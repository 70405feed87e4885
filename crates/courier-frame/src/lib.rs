//! Length-prefixed framing and call envelopes for courier.
//!
//! Every message on the wire is a frame:
//! - A 4-byte big-endian payload length
//! - The payload itself, bounded by a configured maximum
//!
//! Each payload carries one [`Envelope`]: a call id, a kind
//! (request/response/error), the operation id for requests, and an opaque body.
//! Partial reads are absorbed by [`FrameDecoder`]; callers only ever see
//! complete frames.

pub mod codec;
pub mod envelope;
pub mod error;
pub mod operation;
pub mod reader;
#[cfg(feature = "async")]
pub mod tokio_codec;
pub mod writer;

pub use codec::{
    decode_frame, encode, encode_frame, Frame, FrameConfig, FrameDecoder, Frames,
    DEFAULT_MAX_PAYLOAD, HEADER_SIZE,
};
pub use envelope::{Envelope, EnvelopeKind};
pub use error::{FrameError, Result};
pub use operation::{is_reserved, LIST_OPERATIONS, RESERVED_OPERATION_START};
pub use reader::FrameReader;
#[cfg(feature = "async")]
pub use tokio_codec::CourierCodec;
pub use writer::FrameWriter;
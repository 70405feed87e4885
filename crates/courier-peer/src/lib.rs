//! Call multiplexing over local IPC connections.
//!
//! Two roles share one wire protocol:
//!
//! - A client opens a [`Session`] and issues calls; many calls may be in
//!   flight on one connection and each resolves exactly once, with its
//!   response, a remote error, a timeout, cancellation, or connection loss.
//! - A daemon binds a [`Server`], registers handlers by operation id, and
//!   serves connections. Handlers run on a worker pool, so a slow call never
//!   blocks the connection it arrived on.
//!
//! ```no_run
//! use std::time::Duration;
//! use courier_peer::{CallContext, HandlerResult, Server, Session};
//!
//! # fn main() -> courier_peer::Result<()> {
//! let mut server = Server::listen("/tmp/echo.sock")?;
//! server.register(1, |_: &CallContext, body: bytes::Bytes| -> HandlerResult { Ok(body) })?;
//! let handle = server.handle();
//! let daemon = std::thread::spawn(move || server.serve());
//!
//! let session = Session::connect("/tmp/echo.sock")?;
//! let reply = session.call(1, &b"hello"[..], Duration::from_secs(1))?;
//! assert_eq!(&reply[..], b"hello");
//!
//! handle.shutdown();
//! # let _ = daemon.join();
//! # Ok(())
//! # }
//! ```

pub mod config;
pub mod connection;
pub mod correlation;
pub mod error;
pub mod handshake;
mod pool;
pub mod registry;
pub mod server;
pub mod session;
#[cfg(test)]
mod test_support;
pub mod typed;

pub use config::{DuplicatePolicy, ReconnectPolicy, ServerConfig, SessionConfig};
pub use connection::{Connection, ConnectionState};
pub use correlation::{CompletionSlot, CorrelationTable};
pub use error::{CourierError, ErrorCode, HandlerError, RemoteError, Result};
pub use handshake::{
    handshake_client, handshake_client_with_config, handshake_server, handshake_server_with_config,
    HandshakeConfig, HandshakeRequest, HandshakeResponse, HandshakeResult,
};
pub use registry::{CallContext, DispatchRegistry, Handler, HandlerResult, OperationInfo};
pub use server::{Server, ServerHandle};
pub use session::{PendingReply, Session};
pub use typed::{decode_body, encode_body, Operation};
• • •
# To do:
Report every line containing the string "registry" in the material.

# Written solution:
pub mod registry;
pub use registry::{CallContext, DispatchRegistry, Handler, HandlerResult, OperationInfo};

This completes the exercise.